Stereogum ran an article to coincide with Dylan's 80th birthday on May 24, 2021, in which 80 musicians were asked to name their favorite Dylan song. Pure Bathing Culture's Daniel Hindman selected it, noting how "the lyrics of 'Jokerman' are these quips of mystic wisdom from a source only Bob is in touch with. It's like he's decoded these buds of knowledge through his 1960s 'isn't it all so fucked up man' vibe, filtered through Mark Knopfler's 1980s roots-pop sensibility. This combination is absolutely perfect for me".

The typeface Jokerman takes its name from the song.

==Other versions==
Two remixes of the song by Doctor Dread, a reggae remix and a more radically altered dub remix were included on a 12" vinyl "Jokerman / I and I Reggae Remix EP" released on Record Store Day in 2021.

An alternate take of the song from the Infidels sessions in 1983, with somewhat different lyrics, was included on the 2021 compilation album The Bootleg Series Vol. 16: Springtime in New York 1980–1985.

==Live performances==
Dylan's first live performance of the song, in which he was backed by guitarist J.J. Holiday and the rhythm section from the L.A.-based punk band The Plugz, took place on Late Night with David Letterman, on March 22, 1984. Ian Maxton, writing from the vantage point of 2020, called it "a blistering, righteous version of the song that ranks among his best-ever live performances.
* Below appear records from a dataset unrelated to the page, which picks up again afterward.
//! Precedence edges between steps of one routing.

use chrono::{DateTime, Utc};
use serde::{Deserialize, Serialize};
use std::fmt;

use super::ids::{DependencyId, RoutingId, StepId};

/// How the successor's timing relates to the predecessor's.
#[derive(Debug, Clone, Copy, PartialEq, Eq, PartialOrd, Ord, Hash, Serialize, Deserialize)]
#[serde(rename_all = "SCREAMING_SNAKE_CASE")]
pub enum DependencyType {
    /// Successor starts after predecessor finishes.
    FinishToStart,
    /// Successor starts after predecessor starts.
    StartToStart,
    /// Successor finishes after predecessor finishes.
    FinishToFinish,
    /// Successor finishes after predecessor starts.
    StartToFinish,
}

impl DependencyType {
    /// Parse from the stored name.
    pub fn from_str(s: &str) -> Option<Self> {
        match s.to_uppercase().as_str() {
            "FINISH_TO_START" | "FS" => Some(Self::FinishToStart),
            "START_TO_START" | "SS" => Some(Self::StartToStart),
            "FINISH_TO_FINISH" | "FF" => Some(Self::FinishToFinish),
            "START_TO_FINISH" | "SF" => Some(Self::StartToFinish),
            _ => None,
        }
    }

    /// Stored name.
    pub fn as_str(&self) -> &'static str {
        match self {
            Self::FinishToStart => "FINISH_TO_START",
            Self::StartToStart => "START_TO_START",
            Self::FinishToFinish => "FINISH_TO_FINISH",
            Self::StartToFinish => "START_TO_FINISH",
        }
    }
}

impl Default for DependencyType {
    fn default() -> Self {
        Self::FinishToStart
    }
}

impl fmt::Display for DependencyType {
    fn fmt(&self, f: &mut fmt::Formatter<'_>) -> fmt::Result {
        f.write_str(self.as_str())
    }
}

/// Scheduling constraint attached to a dependency.
#[derive(Debug, Clone, Copy, PartialEq, Eq, PartialOrd, Ord, Hash, Serialize, Deserialize)]
#[serde(rename_all = "SCREAMING_SNAKE_CASE")]
pub enum ConstraintKind {
    /// Schedule as early as precedence allows.
    AsSoonAsPossible,
    /// Schedule as late as precedence allows.
    AsLateAsPossible,
    /// Pin the successor's start.
    MustStartOn,
    /// Pin the successor's finish.
    MustFinishOn,
}

impl ConstraintKind {
    /// Pinning constraints need a date value.
    pub fn requires_value(&self) -> bool {
        matches!(self, Self::MustStartOn | Self::MustFinishOn)
    }

    /// Parse from the stored name.
    pub fn from_str(s: &str) -> Option<Self> {
        match s.to_uppercase().as_str() {
            "AS_SOON_AS_POSSIBLE" => Some(Self::AsSoonAsPossible),
            "AS_LATE_AS_POSSIBLE" => Some(Self::AsLateAsPossible),
            "MUST_START_ON" => Some(Self::MustStartOn),
            "MUST_FINISH_ON" => Some(Self::MustFinishOn),
            _ => None,
        }
    }

    /// Stored name.
    pub fn as_str(&self) -> &'static str {
        match self {
            Self::AsSoonAsPossible => "AS_SOON_AS_POSSIBLE",
            Self::AsLateAsPossible => "AS_LATE_AS_POSSIBLE",
            Self::MustStartOn => "MUST_START_ON",
            Self::MustFinishOn => "MUST_FINISH_ON",
        }
    }
}

impl Default for ConstraintKind {
    fn default() -> Self {
        Self::AsSoonAsPossible
    }
}

impl fmt::Display for ConstraintKind {
    fn fmt(&self, f: &mut fmt::Formatter<'_>) -> fmt::Result {
        f.write_str(self.as_str())
    }
}

/// Constraint kind plus optional value.
#[derive(Debug, Clone, Copy, Default, PartialEq, Eq, PartialOrd, Ord, Hash, Serialize, Deserialize)]
pub struct TimingConstraint {
    /// Kind of constraint.
    pub kind: ConstraintKind,
    /// Date for pinning constraints.
    pub value: Option<DateTime<Utc>>,
}

impl TimingConstraint {
    /// As soon as possible, no value.
    pub fn asap() -> Self {
        Self::default()
    }

    /// Constraint with a value.
    pub fn pinned(kind: ConstraintKind, value: DateTime<Utc>) -> Self {
        Self {
            kind,
            value: Some(value),
        }
    }
}

/// Directed precedence edge `predecessor -> successor`.
///
/// Ordered canonically by (predecessor, successor, dependency_type).
#[derive(Debug, Clone, PartialEq, Eq, Hash, Serialize, Deserialize)]
pub struct StepDependency {
    /// Row identifier.
    pub id: DependencyId,
    /// Routing both steps belong to.
    pub routing_id: RoutingId,
    /// Step that must come first.
    pub predecessor: StepId,
    /// Step that depends on the predecessor.
    pub successor: StepId,
    /// Precedence type.
    pub dependency_type: DependencyType,
    /// Timing constraint.
    pub constraint: TimingConstraint,
}

impl StepDependency {
    /// Create a new edge with a fresh id.
    pub fn new(
        routing_id: RoutingId,
        predecessor: StepId,
        successor: StepId,
        dependency_type: DependencyType,
        constraint: TimingConstraint,
    ) -> Self {
        Self {
            id: DependencyId::generate(),
            routing_id,
            predecessor,
            successor,
            dependency_type,
            constraint,
        }
    }

    /// Whether the edge touches `step` at either end.
    pub fn touches(&self, step: &StepId) -> bool {
        &self.predecessor == step || &self.successor == step
    }
}

impl PartialOrd for StepDependency {
    fn partial_cmp(&self, other: &Self) -> Option<std::cmp::Ordering> {
        Some(self.cmp(other))
    }
}

impl Ord for StepDependency {
    fn cmp(&self, other: &Self) -> std::cmp::Ordering {
        self.predecessor
            .cmp(&other.predecessor)
            .then_with(|| self.successor.cmp(&other.successor))
            .then_with(|| self.dependency_type.cmp(&other.dependency_type))
            .then_with(|| self.id.cmp(&other.id))
    }
}

/// Input for adding a dependency edge.
#[derive(Debug, Clone, PartialEq, Eq, Serialize, Deserialize)]
pub struct NewDependency {
    /// Step that must come first.
    pub predecessor: StepId,
    /// Step that depends on the predecessor.
    pub successor: StepId,
    /// Precedence type.
    pub dependency_type: DependencyType,
    /// Timing constraint.
    pub constraint: TimingConstraint,
}

impl NewDependency {
    /// Finish-to-start, as soon as possible.
    pub fn finish_to_start(predecessor: StepId, successor: StepId) -> Self {
        Self {
            predecessor,
            successor,
            dependency_type: DependencyType::FinishToStart,
            constraint: TimingConstraint::asap(),
        }
    }

    /// Set the dependency type.
    pub fn with_type(mut self, dependency_type: DependencyType) -> Self {
        self.dependency_type = dependency_type;
        self
    }

    /// Set the timing constraint.
    pub fn with_constraint(mut self, constraint: TimingConstraint) -> Self {
        self.constraint = constraint;
        self
    }
}
//! Interfaces to systems the engine consumes but does not own.
//!
//! Both collaborators are resolved at call time. The engine never caches
//! their answers: work-order counts and segment defaults are mutable master
//! data owned elsewhere.

use std::collections::BTreeMap;
use std::convert::Infallible;

use async_trait::async_trait;
use parking_lot::RwLock;

use crate::types::{ProcessSegmentId, RoutingId, SegmentTiming};

/// Work-order system, consulted before a routing is deleted.
#[async_trait]
pub trait WorkOrderGateway: Send + Sync {
    /// Error type for this gateway.
    type Error: std::error::Error + Send + Sync + 'static;

    /// Number of active work orders that reference the routing.
    async fn count_active_work_orders_using_routing(
        &self,
        routing: &RoutingId,
    ) -> Result<u32, Self::Error>;
}

/// Process-segment master data, consulted for default step timings.
#[async_trait]
pub trait ProcessSegmentCatalog: Send + Sync {
    /// Error type for this catalog.
    type Error: std::error::Error + Send + Sync + 'static;

    /// Default setup/cycle/teardown of a segment, `None` if unknown.
    async fn segment_timing(
        &self,
        segment: &ProcessSegmentId,
    ) -> Result<Option<SegmentTiming>, Self::Error>;
}

/// Work-order counts held in memory.
#[derive(Debug, Default)]
pub struct StaticWorkOrders {
    counts: RwLock<BTreeMap<RoutingId, u32>>,
}

impl StaticWorkOrders {
    /// Gateway reporting zero work orders everywhere.
    pub fn new() -> Self {
        Self::default()
    }

    /// Set the active work-order count for a routing.
    pub fn set_count(&self, routing: RoutingId, count: u32) {
        let mut counts = self.counts.write();
        if count == 0 {
            counts.remove(&routing);
        } else {
            counts.insert(routing, count);
        }
    }
}

#[async_trait]
impl WorkOrderGateway for StaticWorkOrders {
    type Error = Infallible;

    async fn count_active_work_orders_using_routing(
        &self,
        routing: &RoutingId,
    ) -> Result<u32, Self::Error> {
        Ok(self.counts.read().get(routing).copied().unwrap_or(0))
    }
}

/// Segment timings held in memory.
#[derive(Debug, Default)]
pub struct StaticSegmentCatalog {
    segments: RwLock<BTreeMap<ProcessSegmentId, SegmentTiming>>,
}

impl StaticSegmentCatalog {
    /// Empty catalog.
    pub fn new() -> Self {
        Self::default()
    }

    /// Builder-style insert.
    pub fn with_segment(self, segment: impl Into<ProcessSegmentId>, timing: SegmentTiming) -> Self {
        self.set_segment(segment, timing);
        self
    }

    /// Insert or replace a segment's default timing.
    pub fn set_segment(&self, segment: impl Into<ProcessSegmentId>, timing: SegmentTiming) {
        self.segments.write().insert(segment.into(), timing);
    }

    /// Remove a segment.
    pub fn remove_segment(&self, segment: &ProcessSegmentId) {
        self.segments.write().remove(segment);
    }
}

#[async_trait]
impl ProcessSegmentCatalog for StaticSegmentCatalog {
    type Error = Infallible;

    async fn segment_timing(
        &self,
        segment: &ProcessSegmentId,
    ) -> Result<Option<SegmentTiming>, Self::Error> {
        Ok(self.segments.read().get(segment).copied())
    }
}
The emergence of that performance online is one of the reasons why Infidels has rightfully been re-evaluated in recent years...As good as the album is though – and I'm a partisan – there is a glimpse of something on that Letterman performance that can't help but leave one wondering what it would have been like to see Dylan go Punk".

Dylan used the song to open his show at Woodstock '94, a version he later made available on his official YouTube channel.

According to Dylan's official website, he performed the song over 150 times in total. The last performance to date took place at Brixton Academy in London, England on November 25, 2003.

==Certifications==

| Region | Certification | Certified units/sales |
| New Zealand (RMNZ) | Gold | 15,000^{‡} |
^{‡} Sales+streaming figures based on certification alone.

== Notable cover versions ==

- Brazilian Tropicalia singer Caetano Veloso covers the song in luxurious arrangement in the tour for his 1991 album Circuladô, which is documented in the following year's album Circuladô ao Vivo
- Built to Spill for the Dylan tribute album Bob Dylan in the 80s: Volume One in 2014.
- The song is featured in Conor McPherson's musical play Girl from the North Country, which is scored entirely by Bob Dylan songs and had its premiere at the Old Vic in London in 2017. A version sung by the ensemble cast is featured on the Original London Cast Recording album, also released in 2017.
- Vampire Weekend played it live on their 2019 Father of the Bride tour. On May 10, 2019, the band performed the song on Jimmy Kimmel Live! They included a live version of the song on their 2023 album Frog on the Bass Drum Vol 1.
- In 2020, Daniel Romano's Outfit released an album, Daniel Romano's Outfit Do (What Could Have Been) Infidels By Bob Dylan & the Plugz, that covered Infidels in its entirety in the style of Dylan's "Jokerman" performance on Late Night with David Letterman with The Plugz.
- Hawai'ian singer-songwriter John Cruz performed Jokerman to support fundraising for the Playing For Change Foundation's work in creating music school programs for children in developing countries.